Why should they be penalized afterward, even if they did not realize beforehand that they should change their conduct?

Senator Bryden:  As I read carefully the bill, the budget provisions in the speech and the notes that were provided to us to help us understand it, clearly, the intention is a targeted situation to deal with two things. The first is to try to screen out obvious difficult situations at the beginning.

By the way, I think there was a recommendation in a letter, perhaps one of yours, that that should be done.  That is to say, people should go through some kind of credit check before they obtain a student loan.
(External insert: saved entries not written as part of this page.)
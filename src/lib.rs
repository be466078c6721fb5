pub mod ai;
pub mod api;
pub mod app;
pub mod cli;
pub mod config;
pub mod crypto;
pub mod db;
pub mod events;
pub mod pipeline;
pub mod platform;
pub mod sheet;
Currently, under the law, if you need it, then you get it.  It does not matter if you have never paid back a debt in your life.  That is being addressed to some extent in this bill.

The other issue is the ability not only to adjust interest rates but, in fact, to eliminate them for up to that 10-year period.  The government can gratuitously, or voluntarily, reduce the amount of principal of the loan, certainly down to what would amount to 15 per cent of the person's income.  This seems to be the manner in which they are attempting to target a specific situation which is student loans and the hardships that may arise as opposed to running them into the real world of the bankrupt and insolvent business.
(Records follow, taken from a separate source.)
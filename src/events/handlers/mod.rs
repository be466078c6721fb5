//! One handler per event kind, registered in a fixed table.

pub mod meeting;
pub mod participant;
pub mod recording;
pub mod smart;

use anyhow::{bail, Result};
use futures::future::{join_all, BoxFuture};
use std::future::Future;
use std::sync::Arc;
use tracing::{debug, warn};

use super::{EventDispatcher, EventHandler};
use crate::db::{Database, UserStore};
use crate::pipeline::RecordingPipeline;
use crate::sheet::{SheetStore, SheetTables};

pub use meeting::{MeetingEndedHandler, MeetingStartedHandler};
pub use participant::ParticipantJoinedHandler;
pub use recording::RecordingCompletedHandler;
pub use smart::SmartNotificationHandler;

/// Stores the lifecycle handlers write to.
#[derive(Clone)]
pub struct HandlerStores {
    pub platform: String,
    pub db: Database,
    pub users: Arc<dyn UserStore>,
    pub sheet: Arc<dyn SheetStore>,
    pub tables: SheetTables,
}

impl EventDispatcher {
    /// The service's handler table.
    pub fn standard(stores: HandlerStores, pipeline: Arc<RecordingPipeline>) -> Self {
        let handlers: Vec<Arc<dyn EventHandler>> = vec![
            Arc::new(MeetingStartedHandler::new(stores.clone())),
            Arc::new(MeetingEndedHandler::new(stores.clone())),
            Arc::new(ParticipantJoinedHandler::new(stores)),
            Arc::new(RecordingCompletedHandler::new(pipeline)),
            Arc::new(SmartNotificationHandler),
        ];
        Self::new(handlers)
    }
}

/// A named store write.
pub(crate) type StoreWrite<'a> = (&'static str, BoxFuture<'a, Result<()>>);

pub(crate) fn store_write<'a, F>(name: &'static str, write: F) -> StoreWrite<'a>
where
    F: Future<Output = Result<()>> + Send + 'a,
{
    (name, Box::pin(write))
}

/// Run independent writes concurrently. Each failure is logged; none is
/// rolled back. Errors when any write failed.
pub(crate) async fn run_writes(event: &str, meeting_id: &str, writes: Vec<StoreWrite<'_>>) -> Result<()> {
    let total = writes.len();
    let results = join_all(
        writes
            .into_iter()
            .map(|(name, write)| async move { (name, write.await) }),
    )
    .await;

    let mut failed = 0;
    for (name, result) in results {
        match result {
            Ok(()) => debug!(event, meeting_id, write = name, "Store write succeeded"),
            Err(e) => {
                failed += 1;
                warn!(event, meeting_id, write = name, "Store write failed: {:#}", e);
            }
        }
    }

    if failed > 0 {
        bail!("{} of {} store writes failed", failed, total);
    }
    Ok(())
}

#[cfg(test)]
pub(crate) mod tests {
    use super::*;
    use crate::config::SheetConfig;
    use crate::db::SqliteUserStore;
    use crate::sheet::Fields;
    use anyhow::anyhow;
    use async_trait::async_trait;
    use std::sync::Mutex;

    /// Records every upsert; optionally fails them all.
    #[derive(Default)]
    pub(crate) struct RecordingSheet {
        pub writes: Mutex<Vec<(String, String, Fields)>>,
        pub fail: bool,
    }

    #[async_trait]
    impl SheetStore for RecordingSheet {
        async fn upsert_record(
            &self,
            table: &str,
            _key_field: &str,
            key: &str,
            fields: Fields,
        ) -> Result<String> {
            if self.fail {
                return Err(anyhow!("sheet offline"));
            }
            let mut writes = self.writes.lock().unwrap();
            writes.push((table.to_string(), key.to_string(), fields));
            Ok(format!("rec{}", writes.len()))
        }
    }

    pub(crate) fn stores(sheet: Arc<RecordingSheet>) -> HandlerStores {
        let db = Database::open_in_memory().unwrap();
        HandlerStores {
            platform: "tencent".to_string(),
            users: Arc::new(SqliteUserStore::new(db.clone(), "tencent")),
            db,
            sheet,
            tables: SheetTables::from(&SheetConfig::default()),
        }
    }

    #[tokio::test]
    async fn test_run_writes_reports_failures_without_stopping_others() {
        let ran = Arc::new(Mutex::new(Vec::new()));
        let (a, b) = (ran.clone(), ran.clone());
        let writes = vec![
            store_write("first", async { Err(anyhow!("nope")) }),
            store_write("second", async move {
                a.lock().unwrap().push("second");
                Ok(())
            }),
            store_write("third", async move {
                b.lock().unwrap().push("third");
                Ok(())
            }),
        ];

        let result = run_writes("meeting.started", "m1", writes).await;
        assert_eq!(result.unwrap_err().to_string(), "1 of 3 store writes failed");
        assert_eq!(ran.lock().unwrap().len(), 2);
    }
}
I suppose I understand where you are coming from.  I just wanted to make it clear that this is not because government policy is not sensitive to the issue or to the students' concerns.  It may be wrong-headed.

However, after consultation with the provinces in relation to student loans, this is what they have come up with as a solution.  We must then judge between your situation and what the government has come up with.
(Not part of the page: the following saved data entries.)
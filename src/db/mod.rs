//! SQLite persistence.
//!
//! Repositories are plain structs with associated functions over a
//! `&Connection`, raw SQL with rusqlite, no ORM. Async callers go through
//! [`Database::call`], which runs the closure on the blocking pool.

pub mod init;
pub mod meetings;
pub mod recordings;
pub mod summaries;
pub mod transcripts;
pub mod users;

use anyhow::{anyhow, Context, Result};
use rusqlite::Connection;
use std::path::Path;
use std::sync::{Arc, Mutex};
use std::time::Duration;

pub use init::migrate;
pub use users::{SqliteUserStore, UserRecord, UserRepository, UserStore};

/// Shared handle to the service database.
#[derive(Clone)]
pub struct Database {
    conn: Arc<Mutex<Connection>>,
}

impl Database {
    pub fn open(path: &Path) -> Result<Self> {
        // Ensure parent directory exists
        if let Some(parent) = path.parent() {
            std::fs::create_dir_all(parent).context("Failed to create database directory")?;
        }

        let conn = Connection::open(path).context("Failed to open database connection")?;
        conn.query_row("PRAGMA journal_mode = WAL", [], |_| Ok(()))
            .context("Failed to enable WAL journal")?;

        Self::from_connection(conn)
    }

    pub fn open_in_memory() -> Result<Self> {
        let conn = Connection::open_in_memory().context("Failed to open in-memory database")?;
        Self::from_connection(conn)
    }

    fn from_connection(conn: Connection) -> Result<Self> {
        conn.busy_timeout(Duration::from_secs(5))
            .context("Failed to set busy timeout")?;
        conn.execute_batch("PRAGMA foreign_keys = ON;")
            .context("Failed to enable foreign keys")?;
        migrate(&conn)?;

        Ok(Self {
            conn: Arc::new(Mutex::new(conn)),
        })
    }

    /// Run `f` against the connection on the blocking thread pool.
    pub async fn call<F, T>(&self, f: F) -> Result<T>
    where
        F: FnOnce(&mut Connection) -> Result<T> + Send + 'static,
        T: Send + 'static,
    {
        let conn = Arc::clone(&self.conn);
        tokio::task::spawn_blocking(move || {
            let mut guard = conn
                .lock()
                .map_err(|_| anyhow!("Database connection lock poisoned"))?;
            f(&mut guard)
        })
        .await
        .context("Database task failed")?
    }
}

#[cfg(test)]
mod tests {
    use super::*;

    #[tokio::test]
    async fn test_call_runs_against_migrated_schema() {
        let db = Database::open_in_memory().unwrap();
        let tables: i64 = db
            .call(|conn| {
                Ok(conn.query_row(
                    "SELECT COUNT(*) FROM sqlite_master WHERE type='table' AND name='transcript_words'",
                    [],
                    |row| row.get(0),
                )?)
            })
            .await
            .unwrap();
        assert_eq!(tables, 1);
    }

    #[tokio::test]
    async fn test_foreign_keys_enabled() {
        let db = Database::open_in_memory().unwrap();
        let enabled: i64 = db
            .call(|conn| Ok(conn.query_row("PRAGMA foreign_keys", [], |row| row.get(0))?))
            .await
            .unwrap();
        assert_eq!(enabled, 1);
    }

    #[test]
    fn test_open_creates_parent_directory() {
        let dir = tempfile::tempdir().unwrap();
        let path = dir.path().join("data").join("meetingest.db");
        Database::open(&path).unwrap();
        assert!(path.exists());
    }
}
Mr. Klotz:  I agree that the context of your comment is generally correct.  I agree that the intention is a fair and appropriate one.  The concern we are addressing is simply whether it is a wise.  As well, why could there not have been both consultation and data available before making what may be a very wise decision if, indeed, this decision is the correct one?

Le sénateur Joyal:  Je voudrais revenir sur cette question des chiffres auxquels vous faites référence.  Est-ce que vous avez contacté les responsables de l'administration des programmes de prêts aux étudiants pour savoir quels sont les montants d'endettement des étudiants versus la question de la faillite?  Vous dites qu'il n'y pas de chiffres, par contre mon collègue en a mentionné quelques-uns.  Il y a certainement quelqu'un dans le système d'administration des prêts aux étudiants qui tient des comptes sur ceux qui ne paient pas et ceux qui sont en pétition de faillite, et cetera.  Je ne pense pas que, compte tenu de la facilité avec laquelle on peut informatiser tout cela aujourd'hui, il n'y ait pas de chiffres nulle part.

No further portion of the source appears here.